Will Smith Named In $1 Million Infringement Lawsuit Over The 2019 Film ‘Gemini Man’
Will Smith Named In $1 Million Infringement Lawsuit Over The 2019 Film ‘Gemini Man’
Movie star Will Smith and a few of his associates were recently hit with a million-dollar lawsuit.
An author accused the actor, in collaboration with numerous production studios, of stealing the plot for the 2019 movie Gemini Man from a novel he wrote.
According to documents obtained by In Touch, the complaint was filed by a man named Kissinger Sibanda. The plaintiff, who identified himself as an attorney and science fiction writer, named Will Smith, 55, Skydance Productions, Gemini Pictures, Paramount Pictures, David Ellison and others as defendants in the suit. Kissinger Sibanda alleged that the movie’s creators ripped off its concept from a book he released in 2011 titled The Return to Gibraltar.
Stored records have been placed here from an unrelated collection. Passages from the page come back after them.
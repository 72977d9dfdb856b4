use std::path::PathBuf;

use anyhow::Context;
use clap::{Parser, Subcommand};
use sqlx::postgres::PgPoolOptions;
use sqlx::PgPool;
use uuid::Uuid;

mod db;
mod models;
mod report;
mod scoring;
mod tracker;

use models::EventType;
use tracker::{EventMetadata, RecordOutcome};

#[derive(Parser)]
#[command(name = "outreach-engagement")]
#[command(about = "Report engagement tracker and CRM lead scoring for cold outreach", long_about = None)]
struct Cli {
    #[command(subcommand)]
    command: Commands,
}

#[derive(Subcommand)]
enum Commands {
    /// Create or upgrade the database schema
    InitDb,
    /// Load realistic seed prospects and engagement history
    Seed,
    /// Record one engagement event from a prospect's report page
    Record {
        #[arg(long)]
        prospect: Uuid,
        /// Resolved caller identity; omit to simulate an anonymous viewer
        #[arg(long)]
        user: Option<Uuid>,
        #[arg(long, value_enum)]
        event: EventType,
        /// Fraction of the page scrolled, 0..1
        #[arg(long)]
        scroll_depth: Option<f64>,
        /// Seconds the viewer has stayed on the page
        #[arg(long)]
        dwell_seconds: Option<f64>,
    },
    /// Replay telemetry rows from a CSV file through the record pipeline
    Import {
        #[arg(long)]
        csv: PathBuf,
        #[arg(long)]
        user: Uuid,
    },
    /// Show a prospect's derived CRM fields
    Status {
        #[arg(long)]
        prospect: Uuid,
        #[arg(long)]
        user: Uuid,
        #[arg(long, default_value_t = false)]
        json: bool,
    },
    /// Generate a markdown engagement report for one owner
    Report {
        #[arg(long)]
        user: Uuid,
        #[arg(long, default_value = "report.md")]
        out: PathBuf,
    },
}

#[tokio::main]
async fn main() -> anyhow::Result<()> {
    env_logger::init();

    let cli = Cli::parse();
    let database_url = std::env::var("DATABASE_URL")
        .context("DATABASE_URL must be set to a production Postgres instance")?;

    let pool = PgPoolOptions::new()
        .max_connections(5)
        .connect(&database_url)
        .await
        .context("failed to connect to Postgres")?;

    match cli.command {
        Commands::InitDb => {
            db::init_db(&pool).await?;
            println!("Schema ready.");
        }
        Commands::Seed => {
            let owner_id = seed_with_history(&pool).await?;
            println!("Seed data inserted for owner {owner_id}.");
        }
        Commands::Record {
            prospect,
            user,
            event,
            scroll_depth,
            dwell_seconds,
        } => {
            let metadata = EventMetadata {
                scroll_depth,
                dwell_seconds,
            };
            // Telemetry is best-effort: a storage failure is logged for
            // operators but never fails the ping.
            match tracker::record_engagement_event(&pool, prospect, user, event, metadata).await {
                Ok(RecordOutcome::Recorded {
                    crm_status,
                    visit_count,
                    ..
                }) => {
                    println!("Recorded. Status {crm_status}, visit count {visit_count}.");
                }
                Ok(RecordOutcome::Skipped(_)) => {
                    println!("Nothing recorded.");
                }
                Err(err) => {
                    log::error!("engagement event not recorded: {err:#}");
                    println!("Nothing recorded.");
                }
            }
        }
        Commands::Import { csv, user } => {
            let (recorded, skipped) = import_csv(&pool, &csv, user).await?;
            println!(
                "Imported {recorded} events from {} ({skipped} skipped).",
                csv.display()
            );
        }
        Commands::Status {
            prospect,
            user,
            json,
        } => {
            let record = db::get_prospect(&pool, prospect).await?;
            let record = match record.filter(|record| record.owner_id == user) {
                Some(record) => record,
                None => {
                    println!("Prospect not found.");
                    return Ok(());
                }
            };

            if json {
                let value = serde_json::json!({
                    "id": record.id,
                    "company_name": record.company_name,
                    "crm_status": record.crm_status,
                    "visit_count": record.visit_count,
                    "last_viewed_at": record.last_viewed_at,
                });
                println!("{}", serde_json::to_string_pretty(&value)?);
            } else {
                println!(
                    "{}: status {}, {} visits, last viewed {}",
                    record.company_name,
                    record.crm_status,
                    record.visit_count,
                    record
                        .last_viewed_at
                        .map(|at| at.to_rfc3339())
                        .unwrap_or_else(|| "never".to_string())
                );
            }
        }
        Commands::Report { user, out } => {
            let overviews = db::fetch_owner_overview(&pool, user).await?;
            let events = db::fetch_recent_events(&pool, user, 10).await?;
            let report = report::build_report(&overviews, &events);
            std::fs::write(&out, report)?;
            println!("Report written to {}.", out.display());
        }
    }

    Ok(())
}

/// Seed prospects, then replay a small engagement history through the real
/// record pipeline so the derived fields are consistent with the event log.
async fn seed_with_history(pool: &PgPool) -> anyhow::Result<Uuid> {
    let owner_id = db::seed(pool).await?;

    let history = vec![
        // Acme reads the whole report and lingers: hot.
        (
            "3d7f5d6f-24f7-4e8e-8b4b-3e7e44b4a7b2",
            EventType::Scroll80,
            Some(0.85),
            Some(35.0),
        ),
        // Brightline skims halfway: warm.
        (
            "0c22f1f1-9184-4fd4-9b21-28c68a6a89dc",
            EventType::Scroll50,
            Some(0.55),
            Some(12.0),
        ),
        // Harbor & Vine bounces: cold.
        (
            "d5a0a1a2-2a3c-44c2-8f73-60b7897a9dd2",
            EventType::View,
            Some(0.2),
            Some(3.0),
        ),
    ];

    for (prospect_id, event, scroll_depth, dwell_seconds) in history {
        let prospect_id = Uuid::parse_str(prospect_id)?;
        let metadata = EventMetadata {
            scroll_depth,
            dwell_seconds,
        };
        tracker::record_engagement_event(pool, prospect_id, Some(owner_id), event, metadata)
            .await?;
    }

    Ok(owner_id)
}

async fn import_csv(
    pool: &PgPool,
    csv_path: &std::path::Path,
    user: Uuid,
) -> anyhow::Result<(usize, usize)> {
    #[derive(serde::Deserialize)]
    struct CsvRow {
        prospect_id: Uuid,
        event_type: EventType,
        scroll_depth: Option<f64>,
        dwell_seconds: Option<f64>,
    }

    let mut reader = csv::Reader::from_path(csv_path)?;
    let mut recorded = 0usize;
    let mut skipped = 0usize;

    for result in reader.deserialize::<CsvRow>() {
        let row = result?;
        let metadata = EventMetadata {
            scroll_depth: row.scroll_depth,
            dwell_seconds: row.dwell_seconds,
        };
        let outcome = tracker::record_engagement_event(
            pool,
            row.prospect_id,
            Some(user),
            row.event_type,
            metadata,
        )
        .await?;

        match outcome {
            RecordOutcome::Recorded { .. } => recorded += 1,
            RecordOutcome::Skipped(_) => skipped += 1,
        }
    }

    Ok((recorded, skipped))
}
Describing his novel, Sibanda wrote in the suit:
“The book details an African American who is cloned and used in a time traveling program without his permission. In marketing the book, plaintiff Sibanda asserted that it would be a good fit for Will Smith as the lead.”
He continued:
“In 2019, Defendants released Gemini Man, directed by Ang Lee and starring Will Smith, Mary Elizabeth Winstead, Clive Owen, and Benedict Wong. The [film] follows a former hitman who is targeted by a younger clone of himself while on the run from the government…The defendants struggled to make the movie until plaintiff released his book in 2011, thereafter they changed the film’s marketing strategy – taking themes, plots, characterizations, context and cultural subtexts from the book to create their movie, Gemini Man.”
As you may recall, the Smith-led project was released to an underwhelming box office performance, only bringing in $173 million worldwide from a budget of $138 million (before marketing). Smith stars in the movie as a 51-year-old professional assassin named Henry Brogan, who’s planning for retirement before getting hunted down by a younger, faster, cloned version of himself.
Before Smith signed on to star in the movie, Gemini Man was reportedly in production for over 20 years with several A-list celebs attached to it at various times. The original screenplay was reportedly written by a man named Darren Lemke in 1997, though – as Sibanda noted in the suit – production companies struggled to complete the project, allegedly due to plot holes. Sibanda went on in the complaint to double down on his copyright infringement claim, alleging that the movie only made it to completion after all that time because of his novel, writing:
“The publication of The Return to Gibraltar, provided a fee meal for the defendants; not only did the book detail the cultural importance of the protagonist as a black person in a cinematic form but it explained cloning and its science in the context of a complete story; not just “ideas and facts” but a complete narrative pace and climax,”
He added:
“In addition to the literary tool of deception in a cloned army used against the protagonist. Interesting enough, the protagonist in The Return to Gibraltar is a Harvard man, similarly to the younger version of the Will Smith cloned in Gemini Man.”
Sibanda is seeking $1.7 million in damages.